**EXERCISE**
Go through the material and copy each line in which the word "optimum" shows up.

**GIVEN DATA**

———

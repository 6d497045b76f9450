//! Database schema and types

use chrono::{DateTime, Utc};
use serde::{Deserialize, Serialize};

/// SQL schema for initialization
pub const SCHEMA: &str = r"
CREATE TABLE IF NOT EXISTS users (
    id TEXT PRIMARY KEY,
    name TEXT NOT NULL,
    email TEXT NOT NULL,
    created_at TEXT NOT NULL
);

CREATE INDEX IF NOT EXISTS idx_users_created ON users(created_at);
";

/// A stored intake record
#[derive(Debug, Clone, PartialEq, Eq, Serialize, Deserialize)]
pub struct UserRow {
    pub id: String,
    pub name: String,
    pub email: String,
    pub created_at: DateTime<Utc>,
}

#[cfg(test)]
pub(super) fn parse_datetime(s: &str) -> DateTime<Utc> {
    DateTime::parse_from_rfc3339(s).map_or_else(|_| Utc::now(), |dt| dt.with_timezone(&Utc))
}
//! API response types

use serde::Serialize;

/// Body of `GET /health`
#[derive(Debug, Serialize)]
pub struct HealthResponse {
    pub status: &'static str,
    /// Chats currently part-way through a dialogue
    pub active_sessions: usize,
    /// Chats with a live worker
    pub conversations: usize,
    /// Stored records, absent when the store cannot be reached
    #[serde(skip_serializing_if = "Option::is_none")]
    pub records: Option<u64>,
}
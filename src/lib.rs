//! Exact bi-objective 0/1 knapsack solver.
//!
//! Enumerates the full Pareto-efficient frontier of the bi-objective
//! 0/1 knapsack problem with the epsilon-constraint method, backed by a
//! self-contained exact branch-and-bound engine:
//!
//! - **Instance**: immutable item store (weight, two values) plus capacity,
//!   with fail-fast input validation.
//! - **Solver**: depth-first branch-and-bound maximizing a linear objective
//!   over boolean decisions under the capacity bound plus arbitrary linear
//!   side constraints (≤, =, ≥), with the classical fractional-relaxation
//!   upper bound for pruning.
//! - **Pareto**: lexicographic seeding (Z1 first, then Z2 among Z1-optimal
//!   selections) and the epsilon-constraint sweep that re-maximizes Z1 under
//!   a monotonically rising Z2 floor until infeasibility, collecting the
//!   non-dominated frontier in order.
//!
//! # Exactness
//!
//! Every accepted point carries a certified optimum: the engine searches the
//! complete decision tree, pruning only subtrees proven unable to beat the
//! incumbent. Time/node budgets and cancellation are supported but surface a
//! distinct truncated outcome, never silently degraded optima.
//!
//! # References
//!
//! - Haimes, Lasdon & Wismer (1971), "On a Bicriterion Formulation of the
//!   Problems of Integrated System Identification and System Optimization"
//! - Martello & Toth (1990), "Knapsack Problems: Algorithms and Computer
//!   Implementations"
//! - Ehrgott (2005), "Multicriteria Optimization"

pub mod instance;
pub mod pareto;
pub mod solver;
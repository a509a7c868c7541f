//! Solver outcome and constraint types.

#[cfg(feature = "serde")]
use serde::{Deserialize, Serialize};

/// Direction of a linear side constraint.
#[derive(Debug, Clone, Copy, PartialEq, Eq)]
#[cfg_attr(feature = "serde", derive(Serialize, Deserialize))]
pub enum Relation {
    /// `coeffs · x <= rhs`
    Le,
    /// `coeffs · x == rhs` (tolerance-bounded at solve time)
    Eq,
    /// `coeffs · x >= rhs`
    Ge,
}

/// A linear constraint `coeffs · x ⋈ rhs` over the decision vector.
///
/// The capacity bound, the lexicographic `Z1 == z1*` equality, and the
/// epsilon-constraint `Z2 >= floor` inequality are all instances of this
/// shape; the engine treats them uniformly.
#[derive(Debug, Clone, PartialEq)]
#[cfg_attr(feature = "serde", derive(Serialize, Deserialize))]
pub struct LinearConstraint {
    /// One coefficient per item, in index order.
    pub coeffs: Vec<f64>,

    /// Constraint direction.
    pub relation: Relation,

    /// Right-hand side.
    pub rhs: f64,
}

impl LinearConstraint {
    /// `coeffs · x <= rhs`
    pub fn le(coeffs: Vec<f64>, rhs: f64) -> Self {
        Self {
            coeffs,
            relation: Relation::Le,
            rhs,
        }
    }

    /// `coeffs · x == rhs`
    pub fn eq(coeffs: Vec<f64>, rhs: f64) -> Self {
        Self {
            coeffs,
            relation: Relation::Eq,
            rhs,
        }
    }

    /// `coeffs · x >= rhs`
    pub fn ge(coeffs: Vec<f64>, rhs: f64) -> Self {
        Self {
            coeffs,
            relation: Relation::Ge,
            rhs,
        }
    }

    /// Left-hand side value for a complete decision vector.
    pub fn lhs(&self, decision: &[bool]) -> f64 {
        self.coeffs
            .iter()
            .zip(decision)
            .filter(|(_, &take)| take)
            .map(|(&c, _)| c)
            .sum()
    }

    /// Whether a complete decision satisfies the constraint within `tol`.
    ///
    /// `tol` is scaled by `max(1, |rhs|)` so it acts relatively for large
    /// right-hand sides.
    pub fn is_satisfied(&self, decision: &[bool], tol: f64) -> bool {
        let lhs = self.lhs(decision);
        let scaled = tol * self.rhs.abs().max(1.0);
        match self.relation {
            Relation::Le => lhs <= self.rhs + scaled,
            Relation::Eq => (lhs - self.rhs).abs() <= scaled,
            Relation::Ge => lhs >= self.rhs - scaled,
        }
    }
}

/// A feasible complete assignment together with its objective value.
#[derive(Debug, Clone, PartialEq)]
#[cfg_attr(feature = "serde", derive(Serialize, Deserialize))]
pub struct Solution {
    /// Item inclusion flags, in index order. Never mutated after creation.
    pub decision: Vec<bool>,

    /// Objective value of the decision.
    pub objective: f64,
}

/// Outcome of one optimizer call.
///
/// The feasible region is bounded and the search exhaustive, so absent a
/// budget the only outcomes are a certified optimum or proven infeasibility.
/// `Infeasible` is a recoverable control value, not an error: it is the
/// normal stopping signal for the epsilon-constraint sweep.
#[derive(Debug, Clone, PartialEq)]
#[cfg_attr(feature = "serde", derive(Serialize, Deserialize))]
pub enum SolveOutcome {
    /// Certified global optimum.
    Optimal(Solution),

    /// No boolean assignment satisfies all constraints.
    Infeasible,

    /// A time/node budget expired or the search was cancelled before
    /// optimality was certified. Carries the incumbent, if any; it must
    /// never be mistaken for an optimum.
    Truncated(Option<Solution>),
}

impl SolveOutcome {
    /// Whether the outcome is a certified optimum.
    pub fn is_optimal(&self) -> bool {
        matches!(self, SolveOutcome::Optimal(_))
    }

    /// Whether the outcome is proven infeasibility.
    pub fn is_infeasible(&self) -> bool {
        matches!(self, SolveOutcome::Infeasible)
    }

    /// The certified optimal solution, if any.
    pub fn optimal(&self) -> Option<&Solution> {
        match self {
            SolveOutcome::Optimal(solution) => Some(solution),
            _ => None,
        }
    }
}

/// Result of one optimizer call: outcome plus search statistics.
#[derive(Debug, Clone, PartialEq)]
#[cfg_attr(feature = "serde", derive(Serialize, Deserialize))]
pub struct SolveReport {
    /// Outcome of the search.
    pub outcome: SolveOutcome,

    /// Number of decision-tree nodes visited.
    pub nodes: u64,
}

———

**WRITTEN RESPONSE**
//! Every accepted point carries a certified optimum: the engine searches the
/// budget the only outcomes are a certified optimum or proven infeasibility.
    /// Certified global optimum.
    /// never be mistaken for an optimum.
    /// Whether the outcome is a certified optimum.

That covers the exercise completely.